Hello,
I’m currently running Endless OS 5.1.2, and I’ve found the OOM killer to be overly aggressive for my workload. The system has 8GiB of RAM, and the default zram swap. The system reports plenty of “available” memory, swap is barely used, but frequently my application gets terminated by the OOM killer.
I have explored some VM tunables, including watermark ratios, swappiness, etc, but none stopped this behaviour.
The workaround I now have is to run a script that drops the kernel page caches every 30s. This feels like a hack - but it’s actually working to keep more memory free and the OOM killer at bay.
I wonder if something can be done to tune the OOM killer in Endless OS.
Alright, I’ve already run echo ‘n’ | sudo tee /sys/kernel/mm/lru_gen/enabled, and I have tried different applications but the same problem still exists, none of them start or it takes a long time to start. I performed the test without rebooting the system. I will send the new diagnosis after executing that order. eos-diagnostic-240416_151945_UTC-0300.txt (1006,2 KB)
Thanks @pauldoo.
Endless OS has a component called “psi-monitor” which attempts to monitor memory pressure. When it detects that your system is really struggling to allocate memory, to the point where it would be hard to even use the UI to close an app, it is supposed to step in and kill a process via OOM killer.

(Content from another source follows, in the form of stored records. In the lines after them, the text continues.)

use thiserror::Error;

use crate::types::ChunkKind;

/// Rejected configuration. Raised before any callback invocation.
#[derive(Debug, Clone, Copy, PartialEq, Eq, Error)]
pub enum ConfigError {
    #[error("chunk width must be at least one bit")]
    ZeroChunkWidth,

    #[error("chunk width {chunk_bits} exceeds the {word_bits}-bit input word")]
    ChunkTooWide { chunk_bits: u8, word_bits: u32 },

    #[error("message length {total_bits} is not a multiple of chunk width {chunk_bits}")]
    MisalignedLength { total_bits: usize, chunk_bits: u8 },

    #[error("message needs {total_bits} bits but the buffer holds {available_bits}")]
    MessageTooShort { total_bits: usize, available_bits: usize },

    #[error("checksum width at position {position} is zero")]
    ZeroChecksumWidth { position: usize },

    #[error("checksum width {width} at position {position} exceeds {word_bits} bits")]
    ChecksumWidthTooWide { position: usize, width: u8, word_bits: u32 },

    #[error("checksum maximum {checksum_max} does not fit in {available_bits} checksum bits")]
    InsufficientChecksumWidth { checksum_max: u64, available_bits: u32 },

    #[error("checksum of {total_bits} bits in {chunk_bits}-bit chunks overflows 64 bits")]
    ChecksumOverflow { total_bits: usize, chunk_bits: u8 },
}

/// Failure of a whole signing or verification pass.
#[derive(Debug, Error)]
pub enum WinternitzError<E> {
    #[error("invalid configuration: {0}")]
    Config(#[from] ConfigError),

    #[error("hash callback failed on {kind:?} chunk {index}: {error}")]
    Callback { index: usize, kind: ChunkKind, error: E },
}

impl<E> WinternitzError<E> {
    #[must_use]
    pub const fn is_config(&self) -> bool {
        matches!(self, Self::Config(_))
    }

    /// Index of the chunk whose callback failed, if any.
    #[must_use]
    pub const fn failed_index(&self) -> Option<usize> {
        match self {
            Self::Config(_) => None,
            Self::Callback { index, .. } => Some(*index),
        }
    }
}

#[cfg(test)]
mod tests {
    use super::*;

    #[test]
    fn config_messages_carry_parameters() {
        let err = ConfigError::MisalignedLength { total_bits: 10, chunk_bits: 4 };
        let msg = err.to_string();
        assert!(msg.contains("10"));
        assert!(msg.contains('4'));

        let err = ConfigError::InsufficientChecksumWidth { checksum_max: 120, available_bits: 4 };
        assert!(err.to_string().contains("120"));
    }

    #[test]
    fn callback_error_wraps_source_message() {
        let err: WinternitzError<&str> =
            WinternitzError::Callback { index: 3, kind: ChunkKind::Checksum, error: "disk gone" };
        let msg = err.to_string();
        assert!(msg.contains("Checksum"));
        assert!(msg.contains("disk gone"));
        assert_eq!(err.failed_index(), Some(3));
        assert!(!err.is_config());
    }

    #[test]
    fn config_converts_into_run_error() {
        let err: WinternitzError<core::convert::Infallible> = ConfigError::ZeroChunkWidth.into();
        assert!(err.is_config());
        assert_eq!(err.failed_index(), None);
    }
}
//! Left-to-right chunk extraction over a little-endian word buffer.
//!
//! Bit `i` of the message is bit `i % 32` of word `i / 32`. Chunks are read
//! least-significant bits first; a chunk straddling two words takes its low
//! bits from the end of the first word and its high bits from the start of
//! the next.

use core::{iter::FusedIterator, slice};

use crate::{
    errors::ConfigError,
    params::Params,
    types::{chunk_mask, Word, WORD_BITS},
};

/// Leftover bits of a partially consumed word.
///
/// `residue` holds exactly `residue_bits` significant bits and
/// `residue_bits < WORD_BITS` holds between extractions.
#[derive(Debug, Clone, Copy, Default, PartialEq, Eq)]
pub struct BitCursor {
    residue: u64,
    residue_bits: u32,
}

#[allow(clippy::cast_possible_truncation)]
impl BitCursor {
    #[must_use]
    pub const fn new() -> Self {
        Self { residue: 0, residue_bits: 0 }
    }

    #[must_use]
    pub const fn residue_bits(&self) -> u32 {
        self.residue_bits
    }

    /// Extract the next `chunk_bits`-wide value, loading words from `words`
    /// only when the residue runs short. `None` once `words` is exhausted, or
    /// for a width outside `1..=32`.
    pub fn take(&mut self, chunk_bits: u32, words: &mut slice::Iter<'_, Word>) -> Option<u32> {
        if !(1..=WORD_BITS).contains(&chunk_bits) {
            return None;
        }
        if chunk_bits == 1 {
            return self.take_bit(words);
        }
        let mask = u64::from(chunk_mask(chunk_bits));
        if self.residue_bits >= chunk_bits {
            let value = self.residue & mask;
            self.residue >>= chunk_bits;
            self.residue_bits -= chunk_bits;
            Some(value as u32)
        } else if self.residue_bits == 0 {
            let word = u64::from(*words.next()?);
            self.residue = word >> chunk_bits;
            self.residue_bits = WORD_BITS - chunk_bits;
            Some((word & mask) as u32)
        } else {
            // splice: residue is the low part, the next word supplies the rest
            let low_bits = self.residue_bits;
            let high_bits = chunk_bits - low_bits;
            let word = u64::from(*words.next()?);
            let value = self.residue | ((word & u64::from(chunk_mask(high_bits))) << low_bits);
            self.residue = word >> high_bits;
            self.residue_bits = WORD_BITS - high_bits;
            Some(value as u32)
        }
    }

    fn take_bit(&mut self, words: &mut slice::Iter<'_, Word>) -> Option<u32> {
        if self.residue_bits > 0 {
            let bit = self.residue & 1;
            self.residue >>= 1;
            self.residue_bits -= 1;
            Some(bit as u32)
        } else {
            let word = *words.next()?;
            self.residue = u64::from(word >> 1);
            self.residue_bits = WORD_BITS - 1;
            Some(word & 1)
        }
    }
}

/// Iterator over the message chunk values, in extraction order.
#[derive(Debug, Clone)]
pub struct ChunkWalker<'a> {
    words: slice::Iter<'a, Word>,
    cursor: BitCursor,
    chunk_bits: u32,
    remaining: usize,
}

impl<'a> ChunkWalker<'a> {
    /// Walk the first `total_bits` bits of `msg` in `chunk_bits`-wide chunks.
    ///
    /// # Errors
    ///
    /// Returns `ConfigError` if `chunk_bits` is zero or wider than a word,
    /// `total_bits` is not a multiple of it, or `msg` is too short.
    pub fn new(msg: &'a [Word], total_bits: usize, chunk_bits: u8) -> Result<Self, ConfigError> {
        let params = Params::fixed_checksum_width(total_bits, chunk_bits);
        params.gate(msg)?;
        Ok(Self::from_params(msg, &params))
    }

    /// Caller has already passed `params` through the entry gate for `msg`.
    pub(crate) fn from_params(msg: &'a [Word], params: &Params) -> Self {
        Self {
            words: msg.iter(),
            cursor: BitCursor::new(),
            chunk_bits: u32::from(params.chunk_width()),
            remaining: params.message_chunks(),
        }
    }

    #[must_use]
    pub const fn cursor(&self) -> BitCursor {
        self.cursor
    }
}

impl Iterator for ChunkWalker<'_> {
    type Item = u32;

    fn next(&mut self) -> Option<u32> {
        if self.remaining == 0 {
            return None;
        }
        self.remaining -= 1;
        let value = self.cursor.take(self.chunk_bits, &mut self.words);
        if value.is_none() {
            self.remaining = 0;
        }
        value
    }

    fn size_hint(&self) -> (usize, Option<usize>) {
        (self.remaining, Some(self.remaining))
    }
}

impl ExactSizeIterator for ChunkWalker<'_> {}
impl FusedIterator for ChunkWalker<'_> {}
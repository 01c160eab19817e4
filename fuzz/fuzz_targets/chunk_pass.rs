#![no_main]

use libfuzzer_sys::fuzz_target;
use winternitz_engine::{chunk_schedule, run, Mode, Params};

fuzz_target!(|data: &[u8]| {
    // header: chunk width, message length, sign flag; rest is the message
    if data.len() < 4 { return; }
    let chunk_bits = data[0];
    let total_bits = usize::from(u16::from_le_bytes([data[1], data[2]]));
    let mode = Mode::from(data[3] & 1 == 1);
    let words: Vec<u32> = data[4..]
        .chunks(4)
        .map(|b| b.iter().rev().fold(0u32, |acc, &x| (acc << 8) | u32::from(x)))
        .collect();

    let params = Params::fixed_checksum_width(total_bits, chunk_bits);
    let Ok(schedule) = chunk_schedule(&words, &params) else { return };
    assert!(schedule.iter().all(|c| c.value <= c.max));

    let mut calls = 0usize;
    let out = run(mode, 0u64, |acc: u64, n: u32| -> Result<u64, ()> {
        calls += 1;
        Ok(acc + u64::from(n))
    }, &words, &params);
    assert!(out.is_ok());
    assert_eq!(calls, schedule.len());
});
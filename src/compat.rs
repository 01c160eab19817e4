//! Sentinel-style entry points.
//!
//! Same passes as [`crate::scheme`], with the flat calling convention of
//! C-style one-time signature libraries: a `bool` sign flag, a callback that
//! returns `None` on failure, zero-terminated checksum widths, and `None` as
//! the single failure result for both bad configuration and callback errors.
//! The callback's `None` aborts the pass.

use crate::{scheme, types::{Mode, Word}};

/// `checksum_bits` is read up to its first zero; a slice without a zero is read to the end.
#[must_use]
pub fn winternitz<S, F>(
    sign: bool,
    state: S,
    mut hash: F,
    msg: &[Word],
    bits: usize,
    chunk_bits: u8,
    checksum_bits: &[u8],
) -> Option<S>
where
    F: FnMut(S, u32) -> Option<S>,
{
    let end = checksum_bits.iter().position(|&w| w == 0).unwrap_or(checksum_bits.len());
    let hasher = |s: S, n: u32| hash(s, n).ok_or(());
    let widths = &checksum_bits[..end];
    scheme::winternitz(Mode::from(sign), state, hasher, msg, bits, chunk_bits, widths).ok()
}

#[must_use]
pub fn winternitz_fixed_checksum_width<S, F>(
    sign: bool,
    state: S,
    mut hash: F,
    msg: &[Word],
    bits: usize,
    chunk_bits: u8,
) -> Option<S>
where
    F: FnMut(S, u32) -> Option<S>,
{
    let hasher = |s: S, n: u32| hash(s, n).ok_or(());
    let mode = Mode::from(sign);
    scheme::winternitz_fixed_checksum_width(mode, state, hasher, msg, bits, chunk_bits).ok()
}

#[must_use]
pub fn merkle_lamport<S, F>(
    sign: bool,
    state: S,
    mut hash: F,
    msg: &[Word],
    bits: usize,
) -> Option<S>
where
    F: FnMut(S, u32) -> Option<S>,
{
    let hasher = |s: S, n: u32| hash(s, n).ok_or(());
    scheme::merkle_lamport(Mode::from(sign), state, hasher, msg, bits).ok()
}
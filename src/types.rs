/// Input word type. Messages are packed little-endian into a slice of these.
pub type Word = u32;

/// Bit width of one input [`Word`].
pub const WORD_BITS: u32 = Word::BITS;

/// Widest chunk the engine accepts, for message and checksum chunks alike.
pub const MAX_CHUNK_BITS: u8 = 32;

/// Mask selecting the low `bits` bits of a word, saturating at a full word.
#[inline]
#[must_use]
pub const fn chunk_mask(bits: u32) -> u32 {
    if bits >= WORD_BITS { Word::MAX } else { (1 << bits) - 1 }
}

/// Whether the callback is driven for signing or for verification.
#[derive(Debug, Clone, Copy, PartialEq, Eq, Hash)]
pub enum Mode {
    /// Callback receives `chunk_max - value`: forward hash steps still owed.
    Sign,
    /// Callback receives `value`: hash steps already consumed by the signer.
    Verify,
}

impl Mode {
    #[must_use]
    pub const fn is_sign(self) -> bool {
        matches!(self, Self::Sign)
    }
}

impl From<bool> for Mode {
    fn from(sign: bool) -> Self {
        if sign { Self::Sign } else { Self::Verify }
    }
}

/// Where a chunk came from.
#[derive(Debug, Clone, Copy, PartialEq, Eq, Hash)]
pub enum ChunkKind {
    Message,
    Checksum,
}

/// One chunk as handed to the callback driver.
#[derive(Debug, Clone, Copy, PartialEq, Eq, Hash)]
pub struct Chunk {
    pub kind: ChunkKind,
    /// Extracted value, always `<= max`.
    pub value: u32,
    /// Largest value this chunk position can take.
    pub max: u32,
}

impl Chunk {
    /// Callback argument for this chunk under `mode`.
    #[inline]
    #[must_use]
    pub const fn steps(&self, mode: Mode) -> u32 {
        match mode {
            Mode::Sign => self.max - self.value,
            Mode::Verify => self.value,
        }
    }
}
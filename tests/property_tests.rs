//! Property-based tests for the chunk engine

use proptest::prelude::*;
use winternitz_engine::*;

/// Chunk width, chunk count and a word buffer exactly long enough.
fn message() -> impl Strategy<Value = (u8, usize, Vec<u32>)> {
    (1u8..=32, 0usize..48).prop_flat_map(|(chunk_bits, chunks)| {
        let words = (chunks * usize::from(chunk_bits)).div_ceil(32);
        (Just(chunk_bits), Just(chunks), prop::collection::vec(any::<u32>(), words))
    })
}

fn message_bit(words: &[u32], pos: usize) -> u32 {
    (words[pos / 32] >> (pos % 32)) & 1
}

fn record(acc: Vec<u32>, n: u32) -> Result<Vec<u32>, ()> {
    let mut acc = acc;
    acc.push(n);
    Ok(acc)
}

// Property test: walker emits the right number of in-range values
proptest! {
    #[test]
    fn walker_count_and_range((chunk_bits, chunks, words) in message()) {
        let total_bits = chunks * usize::from(chunk_bits);
        let values: Vec<u32> = ChunkWalker::new(&words, total_bits, chunk_bits).unwrap().collect();
        prop_assert_eq!(values.len(), chunks);
        let max = chunk_mask(u32::from(chunk_bits));
        prop_assert!(values.iter().all(|&v| v <= max));
    }
}

// Property test: chunk bits reassemble into the little-endian message bits
proptest! {
    #[test]
    fn walker_reassembles_message((chunk_bits, chunks, words) in message()) {
        let width = usize::from(chunk_bits);
        let walker = ChunkWalker::new(&words, chunks * width, chunk_bits).unwrap();
        for (i, v) in walker.enumerate() {
            for j in 0..width {
                let expected = message_bit(&words, i * width + j);
                prop_assert_eq!((v >> j) & 1, expected, "chunk {} bit {}", i, j);
            }
        }
    }
}

// Property test: checksum stays in bound and its chunks rebuild it
proptest! {
    #[test]
    fn checksum_chunks_rebuild_sum(
        (chunk_bits, chunks, words) in message(),
        explicit in any::<bool>(),
    ) {
        let total_bits = chunks * usize::from(chunk_bits);
        let params = if explicit {
            Params::minimal_checksum_widths(total_bits, chunk_bits).unwrap()
        } else {
            Params::fixed_checksum_width(total_bits, chunk_bits)
        };
        let schedule = chunk_schedule(&words, &params).unwrap();
        let (message, checksum): (Vec<Chunk>, Vec<Chunk>) =
            schedule.iter().copied().partition(|c| c.kind == ChunkKind::Message);

        let sum: u64 = message.iter().map(|c| u64::from(c.value)).sum();
        prop_assert!(sum <= params.checksum_max().unwrap());
        prop_assert_eq!(schedule.len(), params.total_chunks().unwrap());

        let widths: Vec<u32> = match &params.checksum {
            ChecksumPolicy::ExplicitWidths(w) => w.iter().map(|&w| u32::from(w)).collect(),
            _ => vec![u32::from(chunk_bits); checksum.len()],
        };
        let mut rebuilt = 0u64;
        let mut shift = 0u32;
        for (c, w) in checksum.iter().zip(&widths) {
            prop_assert!(c.value <= c.max);
            rebuilt |= u64::from(c.value) << shift;
            shift += w;
        }
        prop_assert_eq!(rebuilt, sum);
    }
}

// Property test: signing then verifying with a counting hash reaches the public key
proptest! {
    #[test]
    fn sign_verify_counting_round_trip((chunk_bits, chunks, words) in message()) {
        let params = Params::fixed_checksum_width(chunks * usize::from(chunk_bits), chunk_bits);
        // a chain position stands in for a hash value; secrets sit at position 0
        let signature = run(Mode::Sign, Vec::new(), record, &words, &params).unwrap();
        let walk_chain = |mut acc: Vec<u64>, n: u32| -> Result<Vec<u64>, ()> {
            let start = u64::from(signature[acc.len()]);
            acc.push(start + u64::from(n));
            Ok(acc)
        };
        let verified = run(Mode::Verify, Vec::new(), walk_chain, &words, &params).unwrap();
        let schedule = chunk_schedule(&words, &params).unwrap();
        let public: Vec<u64> = schedule.iter().map(|c| u64::from(c.max)).collect();
        prop_assert_eq!(verified, public);
    }
}

// Property test: sentinel shims agree with the typed entry points
proptest! {
    #[test]
    fn compat_matches_typed((chunk_bits, chunks, words) in message(), sign in any::<bool>()) {
        let bits = chunks * usize::from(chunk_bits);
        let mode = Mode::from(sign);
        let width = chunk_bits;
        let typed = winternitz_fixed_checksum_width(mode, Vec::new(), record, &words, bits, width);
        let sentinel = |acc: Vec<u32>, n: u32| record(acc, n).ok();
        let shim =
            compat::winternitz_fixed_checksum_width(sign, vec![], sentinel, &words, bits, width);
        prop_assert_eq!(typed.ok(), shim);
    }
}

// Property test: a failing callback is never called again
proptest! {
    #[test]
    fn failure_halts_pass((chunk_bits, chunks, words) in message(), fail_at in 1usize..8) {
        let params = Params::fixed_checksum_width(chunks * usize::from(chunk_bits), chunk_bits);
        let total = params.total_chunks().unwrap();
        let mut calls = 0usize;
        let hasher = |(): (), _n: u32| {
            calls += 1;
            if calls == fail_at { Err(calls) } else { Ok(()) }
        };
        let result = run(Mode::Sign, (), hasher, &words, &params);
        if fail_at <= total {
            let err = result.unwrap_err();
            prop_assert_eq!(err.failed_index(), Some(fail_at - 1));
            prop_assert_eq!(calls, fail_at);
        } else {
            prop_assert!(result.is_ok());
            prop_assert_eq!(calls, total);
        }
    }
}

#[test]
fn third_invocation_failure_stops_everything() {
    let mut calls = 0;
    let hasher = |s: u32, _n: u32| {
        calls += 1;
        if calls == 3 { Err("refused") } else { Ok(s + 1) }
    };
    let out = merkle_lamport(Mode::Sign, 0u32, hasher, &[u32::MAX; 2], 64);
    assert!(matches!(out, Err(WinternitzError::Callback { index: 2, .. })));
    assert_eq!(calls, 3);
}

#[test]
fn scenario_thirteen() {
    let schedule = chunk_schedule(&[13], &Params::fixed_checksum_width(32, 4)).unwrap();
    let values: Vec<u32> = schedule.iter().map(|c| c.value).collect();
    assert_eq!(values, vec![13, 0, 0, 0, 0, 0, 0, 0, 13, 0]);
    assert_eq!(schedule[9].max, 7);
}

#[test]
fn scenario_single_bits() {
    let schedule = chunk_schedule(&[0b101], &Params::merkle_lamport(3)).unwrap();
    let values: Vec<u32> = schedule.iter().map(|c| c.value).collect();
    assert_eq!(values, vec![1, 0, 1, 0, 1]);
}
use crate::{
    errors::ConfigError,
    types::{chunk_mask, Word, MAX_CHUNK_BITS, WORD_BITS},
};

/// How the checksum is cut into chunks after the message chunks.
#[derive(Debug, Clone, PartialEq, Eq, Hash)]
pub enum ChecksumPolicy {
    /// Merkle-Lamport: 1-bit message chunks and 1-bit checksum chunks.
    SingleBit,
    /// Checksum chunks reuse the message chunk width until the checksum maximum is exhausted.
    FixedWidth,
    /// One checksum chunk per listed width, in order. Widths must be non-zero.
    ExplicitWidths(Vec<u8>),
}

/// Configuration of one signing or verification pass.
#[derive(Debug, Clone, PartialEq, Eq, Hash)]
pub struct Params {
    /// Message length in bits, read from the start of the word buffer.
    pub total_bits: usize,
    /// Message chunk width. Ignored (treated as 1) under [`ChecksumPolicy::SingleBit`].
    pub chunk_bits: u8,
    pub checksum: ChecksumPolicy,
}

impl Params {
    /// General Winternitz with an explicit checksum width schedule.
    #[must_use]
    pub fn winternitz(
        total_bits: usize,
        chunk_bits: u8,
        checksum_widths: impl Into<Vec<u8>>,
    ) -> Self {
        let checksum = ChecksumPolicy::ExplicitWidths(checksum_widths.into());
        Self { total_bits, chunk_bits, checksum }
    }

    /// Winternitz whose checksum chunks have the message chunk width.
    #[must_use]
    pub const fn fixed_checksum_width(total_bits: usize, chunk_bits: u8) -> Self {
        Self { total_bits, chunk_bits, checksum: ChecksumPolicy::FixedWidth }
    }

    #[must_use]
    pub const fn merkle_lamport(total_bits: usize) -> Self {
        Self { total_bits, chunk_bits: 1, checksum: ChecksumPolicy::SingleBit }
    }

    /// Explicit schedule of `chunk_bits`-wide checksum chunks, the last one narrowed
    /// to exactly the bits `checksum_max` still needs.
    ///
    /// # Errors
    ///
    /// Returns `ConfigError` when `(total_bits, chunk_bits)` is itself invalid.
    pub fn minimal_checksum_widths(total_bits: usize, chunk_bits: u8) -> Result<Self, ConfigError> {
        let fixed = Self::fixed_checksum_width(total_bits, chunk_bits);
        fixed.validate()?;
        let mut remaining = bit_length(fixed.checksum_max()?);
        let mut widths = Vec::new();
        while remaining > 0 {
            let w = u8::try_from(remaining).map_or(chunk_bits, |r| r.min(chunk_bits));
            widths.push(w);
            remaining -= u32::from(w);
        }
        Ok(Self::winternitz(total_bits, chunk_bits, widths))
    }

    /// Effective message chunk width.
    #[must_use]
    pub const fn chunk_width(&self) -> u8 {
        match self.checksum {
            ChecksumPolicy::SingleBit => 1,
            _ => self.chunk_bits,
        }
    }

    /// Largest message chunk value, `2^chunk_bits - 1`.
    #[must_use]
    pub fn chunk_max(&self) -> u32 {
        chunk_mask(u32::from(self.chunk_width().min(MAX_CHUNK_BITS)))
    }

    #[must_use]
    pub fn message_chunks(&self) -> usize {
        match self.chunk_width() {
            0 => 0,
            w => self.total_bits / usize::from(w),
        }
    }

    /// Upper bound of the checksum: `chunk_max * message_chunks`.
    ///
    /// # Errors
    ///
    /// Returns `ConfigError::ChecksumOverflow` if the bound does not fit `u64`.
    pub fn checksum_max(&self) -> Result<u64, ConfigError> {
        let overflow = ConfigError::ChecksumOverflow {
            total_bits: self.total_bits,
            chunk_bits: self.chunk_width(),
        };
        let chunks = u64::try_from(self.message_chunks()).map_err(|_| overflow)?;
        u64::from(self.chunk_max()).checked_mul(chunks).ok_or(overflow)
    }

    /// Number of checksum chunks the pass emits.
    ///
    /// # Errors
    ///
    /// Propagates [`Params::checksum_max`] failures.
    pub fn checksum_chunks(&self) -> Result<usize, ConfigError> {
        match &self.checksum {
            ChecksumPolicy::ExplicitWidths(widths) => Ok(widths.len()),
            ChecksumPolicy::SingleBit | ChecksumPolicy::FixedWidth => {
                let width = u32::from(self.chunk_width());
                if width == 0 {
                    return Ok(0);
                }
                let bits = bit_length(self.checksum_max()?);
                Ok(bits.div_ceil(width) as usize)
            }
        }
    }

    /// Message plus checksum chunks, i.e. the number of hash chains a key needs.
    ///
    /// # Errors
    ///
    /// Propagates [`Params::checksum_max`] failures.
    pub fn total_chunks(&self) -> Result<usize, ConfigError> {
        Ok(self.message_chunks() + self.checksum_chunks()?)
    }

    /// Entry gate: every check that does not depend on the message buffer.
    ///
    /// # Errors
    ///
    /// Returns the first failing `ConfigError`.
    pub fn validate(&self) -> Result<(), ConfigError> {
        self.checked_checksum_max().map(|_| ())
    }

    /// Full entry gate including the buffer length; yields `checksum_max`.
    pub(crate) fn gate(&self, msg: &[Word]) -> Result<u64, ConfigError> {
        let checksum_max = self.checked_checksum_max()?;
        let available_bits = msg.len().saturating_mul(WORD_BITS as usize);
        if self.total_bits > available_bits {
            let total_bits = self.total_bits;
            return Err(ConfigError::MessageTooShort { total_bits, available_bits });
        }
        Ok(checksum_max)
    }

    fn checked_checksum_max(&self) -> Result<u64, ConfigError> {
        let chunk_bits = self.chunk_width();
        if chunk_bits == 0 {
            return Err(ConfigError::ZeroChunkWidth);
        }
        if u32::from(chunk_bits) > WORD_BITS {
            return Err(ConfigError::ChunkTooWide { chunk_bits, word_bits: WORD_BITS });
        }
        if !self.total_bits.is_multiple_of(usize::from(chunk_bits)) {
            return Err(ConfigError::MisalignedLength { total_bits: self.total_bits, chunk_bits });
        }
        let checksum_max = self.checksum_max()?;
        if let ChecksumPolicy::ExplicitWidths(widths) = &self.checksum {
            let mut available_bits = 0u32;
            for (position, &width) in widths.iter().enumerate() {
                if width == 0 {
                    return Err(ConfigError::ZeroChecksumWidth { position });
                }
                if width > MAX_CHUNK_BITS {
                    return Err(ConfigError::ChecksumWidthTooWide {
                        position,
                        width,
                        word_bits: WORD_BITS,
                    });
                }
                available_bits = available_bits.saturating_add(u32::from(width));
            }
            if checksum_max > capacity(available_bits) {
                return Err(ConfigError::InsufficientChecksumWidth { checksum_max, available_bits });
            }
        }
        Ok(checksum_max)
    }
}

/// Largest value representable in `bits` bits, saturating at `u64::MAX`.
const fn capacity(bits: u32) -> u64 {
    if bits >= u64::BITS { u64::MAX } else { (1u64 << bits) - 1 }
}

const fn bit_length(x: u64) -> u32 {
    u64::BITS - x.leading_zeros()
}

What you are seeing here is that this is misfiring, as you describe it is causing the kill to happen when the system does not appear to be in any trouble at all.
Based on your feedback we have done a re-review of the thresholds used here, and as a result we are going to try quadrupling this to 40% in the next EOS6.0 beta release. Indeed it was too sensitive at this point. We will also make it easier to log what the pressure is, and adjust the threshold.
What is still unexplained and weird is why your system is reporting >10% memory pressure when it is relatively idle. Yours is the only report we have of this on EOS5.1. Interesting that this might be related to multi-gen LRU.
While we work on that new beta release, in the mean time if you want to stop this killing from happening until next reboot, the command is: systemctl stop psi-monitor
If curious you can use this command to watch memory pressure:
$ cat /proc/pressure/memory
some avg10=0.00 avg60=0.00 avg300=0.00 total=37884
full avg10=1.11 avg60=0.00 avg300=0.00 total=36783
The “full avg10” value is the one we monitor. In the above fictional example it says that all running processes have been prevented from doing useful work because the kernel is busy doing memory-management for 1.11% of the last 10 seconds. If that value were to exceed 10.0 (or soon, 40.0), psi-monitor will request an OOM kill.